# What is being asked
All of the records must be repeated exactly as they read.

[[ Input data, beginning ]]

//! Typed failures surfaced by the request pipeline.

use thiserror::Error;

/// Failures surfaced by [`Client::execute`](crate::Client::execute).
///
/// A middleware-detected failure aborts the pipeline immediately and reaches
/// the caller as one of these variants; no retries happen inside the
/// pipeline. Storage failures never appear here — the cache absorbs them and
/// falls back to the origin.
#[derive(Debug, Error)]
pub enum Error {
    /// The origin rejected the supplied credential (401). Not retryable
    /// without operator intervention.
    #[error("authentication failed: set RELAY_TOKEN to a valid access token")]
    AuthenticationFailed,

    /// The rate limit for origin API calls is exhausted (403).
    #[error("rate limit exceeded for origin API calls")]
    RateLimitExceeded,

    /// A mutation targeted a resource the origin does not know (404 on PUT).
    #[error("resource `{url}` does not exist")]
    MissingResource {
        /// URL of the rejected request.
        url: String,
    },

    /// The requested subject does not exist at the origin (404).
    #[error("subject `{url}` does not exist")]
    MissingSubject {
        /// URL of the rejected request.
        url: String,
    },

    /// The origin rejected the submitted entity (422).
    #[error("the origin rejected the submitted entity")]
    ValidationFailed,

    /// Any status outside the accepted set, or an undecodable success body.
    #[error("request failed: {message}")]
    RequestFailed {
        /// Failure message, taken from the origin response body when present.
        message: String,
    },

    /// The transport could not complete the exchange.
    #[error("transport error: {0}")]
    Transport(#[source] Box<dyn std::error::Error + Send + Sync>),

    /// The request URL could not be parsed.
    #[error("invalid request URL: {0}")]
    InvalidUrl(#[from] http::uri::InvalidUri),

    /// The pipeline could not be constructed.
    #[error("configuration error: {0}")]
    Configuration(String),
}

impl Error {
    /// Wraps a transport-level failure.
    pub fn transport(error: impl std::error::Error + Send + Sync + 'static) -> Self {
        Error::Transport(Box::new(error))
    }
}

[[ Input data, end ]]

# Your response
//! Typed failures surfaced by the request pipeline.

use thiserror::Error;

/// Failures surfaced by [`Client::execute`](crate::Client::execute).
///
/// A middleware-detected failure aborts the pipeline immediately and reaches
/// the caller as one of these variants; no retries happen inside the
/// pipeline. Storage failures never appear here — the cache absorbs them and
/// falls back to the origin.
#[derive(Debug, Error)]
pub enum Error {
    /// The origin rejected the supplied credential (401). Not retryable
    /// without operator intervention.
    #[error("authentication failed: set RELAY_TOKEN to a valid access token")]
    AuthenticationFailed,

    /// The rate limit for origin API calls is exhausted (403).
    #[error("rate limit exceeded for origin API calls")]
    RateLimitExceeded,

    /// A mutation targeted a resource the origin does not know (404 on PUT).
    #[error("resource `{url}` does not exist")]
    MissingResource {
        /// URL of the rejected request.
        url: String,
    },

    /// The requested subject does not exist at the origin (404).
    #[error("subject `{url}` does not exist")]
    MissingSubject {
        /// URL of the rejected request.
        url: String,
    },

    /// The origin rejected the submitted entity (422).
    #[error("the origin rejected the submitted entity")]
    ValidationFailed,

    /// Any status outside the accepted set, or an undecodable success body.
    #[error("request failed: {message}")]
    RequestFailed {
        /// Failure message, taken from the origin response body when present.
        message: String,
    },

    /// The transport could not complete the exchange.
    #[error("transport error: {0}")]
    Transport(#[source] Box<dyn std::error::Error + Send + Sync>),

    /// The request URL could not be parsed.
    #[error("invalid request URL: {0}")]
    InvalidUrl(#[from] http::uri::InvalidUri),

    /// The pipeline could not be constructed.
    #[error("configuration error: {0}")]
    Configuration(String),
}

impl Error {
    /// Wraps a transport-level failure.
    pub fn transport(error: impl std::error::Error + Send + Sync + 'static) -> Self {
        Error::Transport(Box::new(error))
    }
}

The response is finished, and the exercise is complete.